Donnerstag, 13. September 2018

Steinbach


Exil - kann das jemals eine neue Heimat sein?
Vortrag über Vertreibung, Entheimatung, Erinnerung

Was bedeutet es zu fliehen? Ankommen - was ist das? Kann „ankommen“ überhaupt möglich sein? Flucht und dann ein Leben im Exil bedeuten immer einen gewaltiger Umbruch im Leben. Und die „Aufnahme-Gesellschaften“ reagieren oftmals nicht erfreut, sondern in der Regel ablehnend, und verstärken dadurch die Not der Emigranten. Diese haben schon genug mit anderen Dingen zu kämpfen, sie können die Sprache des Aufnahmelandes nur schlecht und werden als fremd empfunden und misstrauisch beäugt, weil sie vielleicht anderen Menschen den Arbeitsplatz wegnehmen könnten. Themen, die nicht erst seit heute aktuell sind.
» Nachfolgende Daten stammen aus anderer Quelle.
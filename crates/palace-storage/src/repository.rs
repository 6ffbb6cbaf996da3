//! Typed palace collection and quiz-results log.
//!
//! Both collections are whole JSON arrays stored under a fixed key of a
//! [`KeyValueStore`].  Reads are "parse-or-empty": a missing key, a backend
//! read failure, or a document that is not a JSON array all yield an empty
//! collection.  Inside a valid array each element is decoded on its own;
//! elements that do not decode are left out of reads and written back
//! unchanged.
//!
//! Writes replace the whole array.  A write that leaves a collection empty
//! removes its key.
//!
//! # Example
//!
//! ```rust
//! use palace_storage::{MemoryKvStore, PalaceRepository};
//! use palace_types::{catalog, MemoryPalace, Room};
//!
//! let mut repo = PalaceRepository::new(MemoryKvStore::new());
//! let palace = MemoryPalace::new("Kings", Room::from_template(catalog::room_template("medieval-castle")));
//! repo.upsert_palace(&palace).unwrap();
//!
//! assert_eq!(repo.list_palaces().len(), 1);
//! assert!(repo.delete_palace(&palace.id).unwrap());
//! assert!(!repo.delete_palace(&palace.id).unwrap());
//! ```

use chrono::{DateTime, Utc};
use palace_types::{MemoryPalace, QuizSession};
use serde::Serialize;
use serde::de::DeserializeOwned;
use serde_json::Value;
use tracing::{debug, warn};

use crate::kv::{KeyValueStore, MemoryKvStore, StorageError};

/// Key of the palace collection.
pub const PALACES_KEY: &str = "memoryPalaces";

/// Key of the completed-quiz log.
pub const QUIZ_RESULTS_KEY: &str = "quizResults";

// ─────────────────────────────────────────────────────────────────────────────
// PalaceSummary
// ─────────────────────────────────────────────────────────────────────────────

/// What the load menu shows for each saved palace.
#[derive(Debug, Clone, PartialEq, Serialize)]
pub struct PalaceSummary {
    pub id: String,
    pub name: String,
    pub room_count: usize,
    pub object_count: usize,
    pub last_modified: DateTime<Utc>,
}

impl From<&MemoryPalace> for PalaceSummary {
    fn from(palace: &MemoryPalace) -> Self {
        Self {
            id: palace.id.clone(),
            name: palace.name.clone(),
            room_count: palace.rooms.len(),
            object_count: palace.rooms.iter().map(|r| r.objects.len()).sum(),
            last_modified: palace.last_modified,
        }
    }
}

// ─────────────────────────────────────────────────────────────────────────────
// PalaceRepository
// ─────────────────────────────────────────────────────────────────────────────

/// Durable palace collection plus quiz-results log over any
/// [`KeyValueStore`].
pub struct PalaceRepository {
    kv: Box<dyn KeyValueStore>,
}

impl PalaceRepository {
    pub fn new(kv: impl KeyValueStore + 'static) -> Self {
        Self { kv: Box::new(kv) }
    }

    /// A repository that forgets everything when dropped.
    pub fn in_memory() -> Self {
        Self::new(MemoryKvStore::new())
    }

    // ── palaces ──────────────────────────────────────────────────────────────

    /// Every saved palace, in insertion order.
    pub fn list_palaces(&self) -> Vec<MemoryPalace> {
        self.read_collection(PALACES_KEY)
    }

    /// Menu summaries of every saved palace.
    pub fn summaries(&self) -> Vec<PalaceSummary> {
        self.list_palaces().iter().map(PalaceSummary::from).collect()
    }

    pub fn find_palace(&self, id: &str) -> Option<MemoryPalace> {
        self.list_palaces().into_iter().find(|p| p.id == id)
    }

    /// Append `palace` without checking for an existing entry.
    pub fn append_palace(&mut self, palace: &MemoryPalace) -> Result<(), StorageError> {
        let mut entries = self.read_entries(PALACES_KEY);
        entries.push(serde_json::to_value(palace)?);
        self.write_entries(PALACES_KEY, &entries)
    }

    /// Replace the palace with the same identity, or append it.
    ///
    /// Returns `true` when the palace was inserted rather than replaced.
    pub fn upsert_palace(&mut self, palace: &MemoryPalace) -> Result<bool, StorageError> {
        let mut entries = self.read_entries(PALACES_KEY);
        let value = serde_json::to_value(palace)?;
        let existing = entries
            .iter_mut()
            .find(|e| entry_id(e) == Some(palace.id.as_str()));
        let inserted = match existing {
            Some(existing) => {
                *existing = value;
                false
            }
            None => {
                entries.push(value);
                true
            }
        };
        self.write_entries(PALACES_KEY, &entries)?;
        Ok(inserted)
    }

    /// Remove every palace with identity `id`.
    ///
    /// Returns `true` if anything was removed; deleting an absent id is a
    /// no-op that still succeeds.
    pub fn delete_palace(&mut self, id: &str) -> Result<bool, StorageError> {
        let mut entries = self.read_entries(PALACES_KEY);
        let before = entries.len();
        entries.retain(|e| entry_id(e) != Some(id));
        if entries.len() == before {
            debug!(palace_id = id, "delete_palace: no such palace");
            return Ok(false);
        }
        self.write_entries(PALACES_KEY, &entries)?;
        Ok(true)
    }

    // ── quiz results ─────────────────────────────────────────────────────────

    /// Completed quiz sessions, oldest first.
    pub fn quiz_results(&self) -> Vec<QuizSession> {
        self.read_collection(QUIZ_RESULTS_KEY)
    }

    /// Append a completed session to the results log.
    pub fn append_quiz_result(&mut self, session: &QuizSession) -> Result<(), StorageError> {
        let mut entries = self.read_entries(QUIZ_RESULTS_KEY);
        entries.push(serde_json::to_value(session)?);
        self.write_entries(QUIZ_RESULTS_KEY, &entries)
    }

    // ── helpers ──────────────────────────────────────────────────────────────

    fn read_collection<T: DeserializeOwned>(&self, key: &str) -> Vec<T> {
        self.read_entries(key)
            .into_iter()
            .enumerate()
            .filter_map(|(index, entry)| match serde_json::from_value(entry) {
                Ok(item) => Some(item),
                Err(e) => {
                    warn!(key, index, error = %e, "skipping unreadable entry");
                    None
                }
            })
            .collect()
    }

    /// The stored array's raw elements.
    fn read_entries(&self, key: &str) -> Vec<Value> {
        let raw = match self.kv.get(key) {
            Ok(Some(raw)) => raw,
            Ok(None) => return Vec::new(),
            Err(e) => {
                warn!(key, error = %e, "failed to read collection; treating as empty");
                return Vec::new();
            }
        };
        match serde_json::from_str(&raw) {
            Ok(entries) => entries,
            Err(e) => {
                warn!(key, error = %e, "stored collection is not a JSON array; treating as empty");
                Vec::new()
            }
        }
    }

    fn write_entries(&mut self, key: &str, entries: &[Value]) -> Result<(), StorageError> {
        if entries.is_empty() {
            self.kv.remove(key)?;
            debug!(key, "collection emptied; key removed");
            return Ok(());
        }
        let raw = serde_json::to_string(entries)?;
        self.kv.put(key, &raw)?;
        debug!(key, len = entries.len(), "collection written");
        Ok(())
    }
}

fn entry_id(entry: &Value) -> Option<&str> {
    entry.get("id")?.as_str()
}

// ─────────────────────────────────────────────────────────────────────────────
// Tests
// ─────────────────────────────────────────────────────────────────────────────
//! `palace-storage` – durable state for memory palaces.
//!
//! # Modules
//!
//! - [`kv`] – the [`KeyValueStore`][kv::KeyValueStore] abstraction with a
//!   SQLite-backed implementation ([`SqliteKvStore`][kv::SqliteKvStore]) and
//!   an in-process one ([`MemoryKvStore`][kv::MemoryKvStore]).
//! - [`repository`] – [`PalaceRepository`][repository::PalaceRepository]:
//!   the typed palace collection and the append-only quiz-results log, both
//!   stored as whole JSON arrays under fixed keys.

pub mod kv;
pub mod repository;

pub use kv::{KeyValueStore, MemoryKvStore, SqliteKvStore, StorageError};
pub use repository::{PALACES_KEY, PalaceRepository, PalaceSummary, QUIZ_RESULTS_KEY};
use lohas::{
    data::source::Resource, fetch_map_data, AppConfig, AppState, CameraProfile, Category,
    CategoryFilter, KeyCode, LoadState, LocationCollection, LocationFeature, LocationProperties,
    MapViewController, MemoryDataSource, Point, SearchBox, ViewEffect,
};
use std::time::{Duration, Instant};

/// Integration tests for whole user flows: load, filter, search, select
#[cfg(test)]
mod integration_tests {
    use super::*;

    fn park_feature() -> LocationFeature {
        LocationFeature::new(
            LocationProperties {
                id: "p1".to_string(),
                name: "青埔公園".to_string(),
                category: "park".to_string(),
                ..Default::default()
            },
            121.5,
            25.0,
        )
    }

    fn park_source() -> MemoryDataSource {
        MemoryDataSource::new(
            vec![Category::new("park", "公園", "#0f0")],
            LocationCollection::new(vec![park_feature()]),
        )
    }

    fn controller(profile: CameraProfile) -> MapViewController {
        let config = AppConfig::default().with_camera_profile(profile);
        MapViewController::new(&config, Point::new(800.0, 600.0))
    }

    /// Load, then walk the filter through all, park and an unknown id
    #[tokio::test]
    async fn test_end_to_end_filtering() {
        let data = fetch_map_data(&park_source()).await.unwrap();
        let mut map = controller(CameraProfile::Smooth);
        let mut state = AppState::new();
        map.set_data(data);

        assert_eq!(state.selected_category, CategoryFilter::All);
        assert_eq!(map.visible_markers().len(), 1);

        state = state.select_category(CategoryFilter::id("park"));
        map.set_category(state.selected_category.clone());
        assert_eq!(map.visible_markers().len(), 1);
        assert!(map.empty_notice().is_none());

        state = state.select_category(CategoryFilter::id("other"));
        map.set_category(state.selected_category.clone());
        assert_eq!(map.visible_markers().len(), 0);
        assert!(map.empty_notice().is_some());
    }

    #[tokio::test]
    async fn test_markers_are_transposed() {
        let data = fetch_map_data(&park_source()).await.unwrap();
        let mut map = controller(CameraProfile::Smooth);
        map.set_data(data);

        let marker = &map.visible_markers()[0];
        assert_eq!(marker.position.to_array(), [25.0, 121.5]);
    }

    #[tokio::test]
    async fn test_fetch_failure_is_terminal() {
        for resource in [Resource::Categories, Resource::Locations] {
            let source = park_source().with_failure(resource, 500);
            let state = LoadState::from_result(fetch_map_data(&source).await);
            assert!(state.error().is_some());
            assert!(state.data().is_none());
        }
    }

    /// Search, commit with Enter twice; only the first commit reaches the map
    #[tokio::test]
    async fn test_search_commit_is_idempotent() {
        let data = fetch_map_data(&park_source()).await.unwrap();
        let mut map = controller(CameraProfile::Smooth);
        map.set_data(data);
        let mut search = SearchBox::new();
        let t0 = Instant::now();

        search.set_term("公園");
        for _ in 0..2 {
            search.handle_key(KeyCode::ArrowDown, map.filtered_locations());
        }
        assert_eq!(search.highlighted(), Some(0));

        let mut commits = 0;
        for _ in 0..2 {
            if let Some(feature) = search.handle_key(KeyCode::Enter, map.filtered_locations()) {
                map.select_from_search(&feature, t0);
                commits += 1;
            }
        }
        assert_eq!(commits, 1);
        assert_eq!(search.term(), "青埔公園");

        map.tick(t0 + Duration::from_secs(1));
        assert_eq!(map.selected_feature().map(|f| f.id()), Some("p1"));
        assert_eq!(map.pulsating_id(), Some("p1"));

        let effects = map.drain_effects();
        let moves = effects
            .iter()
            .filter(|e| matches!(e, ViewEffect::CameraMove { .. }))
            .count();
        let opens = effects
            .iter()
            .filter(|e| matches!(e, ViewEffect::OpenPopup { .. }))
            .count();
        assert_eq!((moves, opens), (1, 1));
    }

    #[tokio::test]
    async fn test_filter_change_dismisses_search_selection() {
        let data = fetch_map_data(&park_source()).await.unwrap();
        let mut map = controller(CameraProfile::Instant);
        map.set_data(data);
        let t0 = Instant::now();

        map.select_from_search(&park_feature(), t0);
        map.tick(t0 + Duration::from_millis(250));
        assert_eq!(map.pulsating_id(), Some("p1"));

        let state = AppState::new().select_category(CategoryFilter::All);
        assert_eq!(state.selected_category, CategoryFilter::None);
        map.set_category(state.selected_category);

        assert!(map.selected_feature().is_none());
        assert!(map.pulsating_id().is_none());
        assert!(map.visible_markers().is_empty());
    }

    #[cfg(feature = "tokio-runtime")]
    #[tokio::test]
    async fn test_bundled_data_loads() {
        let source = lohas::FileDataSource::new(concat!(env!("CARGO_MANIFEST_DIR"), "/data"));
        let data = fetch_map_data(&source).await.unwrap();
        let mut map = controller(CameraProfile::Smooth);
        map.set_data(data);

        map.set_category(CategoryFilter::id("park"));
        let parks = map.filtered_locations().len();
        assert!(parks >= 2, "parent category should include its subcategories");
        assert!(map
            .visible_markers()
            .iter()
            .all(|m| m.icon == lohas::MarkerIcon::Green));
    }

    /// Renders one headless frame with every widget on screen
    #[cfg(feature = "egui")]
    #[tokio::test]
    async fn test_widgets_render_headless() {
        use lohas::ui::{search_box_ui, sidebar_ui, MapCanvas, MapStyle};
        use lohas::ExpandedDescriptions;

        let data = fetch_map_data(&park_source()).await.unwrap();
        let mut map = controller(CameraProfile::Smooth);
        map.set_data(data);
        map.click_marker("p1");

        let mut state = AppState::new();
        let mut search = SearchBox::new();
        let mut expanded = ExpandedDescriptions::default();
        let style = MapStyle::default();

        let ctx = egui::Context::default();
        let input = egui::RawInput {
            screen_rect: Some(egui::Rect::from_min_size(
                egui::Pos2::ZERO,
                egui::vec2(1024.0, 768.0),
            )),
            ..Default::default()
        };
        let _ = ctx.run(input, |ctx| {
            egui::SidePanel::left("sidebar").show(ctx, |ui| {
                search_box_ui(ui, &mut search, map.filtered_locations());
                state = sidebar_ui(ui, state.clone(), map.categories());
            });
            egui::CentralPanel::default().show(ctx, |ui| {
                let response = ui.add(MapCanvas::new(&mut map, &mut expanded, &style));
                assert!(response.rect.width() > 0.0);
            });
        });

        assert_eq!(map.open_popup_id(), Some("p1"));
    }
}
Es sind Erkenntnisse, wie sie der Historiker Prof. Dr. Peter Steinbach in langen Jahren Forschungsarbeit gewonnen hat. Das Bündnis „Baden-Baden ist ist bunt“, der Arbeitskreis „Stolpersteine“ und die Volkshochschule haben den Wissenschaftler deshalb eingeladen, im Rahmen der Aktion „Baden-Baden liest ein Buch, Gerhard Durlacher: Ertrinken“ einen Vortrag zu halten.

Grußworte werden die Leiterin der Volkshochschule, Monika Burck, und die Integrationsbeauftragte der Stadt, Hanna Panther, sprechen.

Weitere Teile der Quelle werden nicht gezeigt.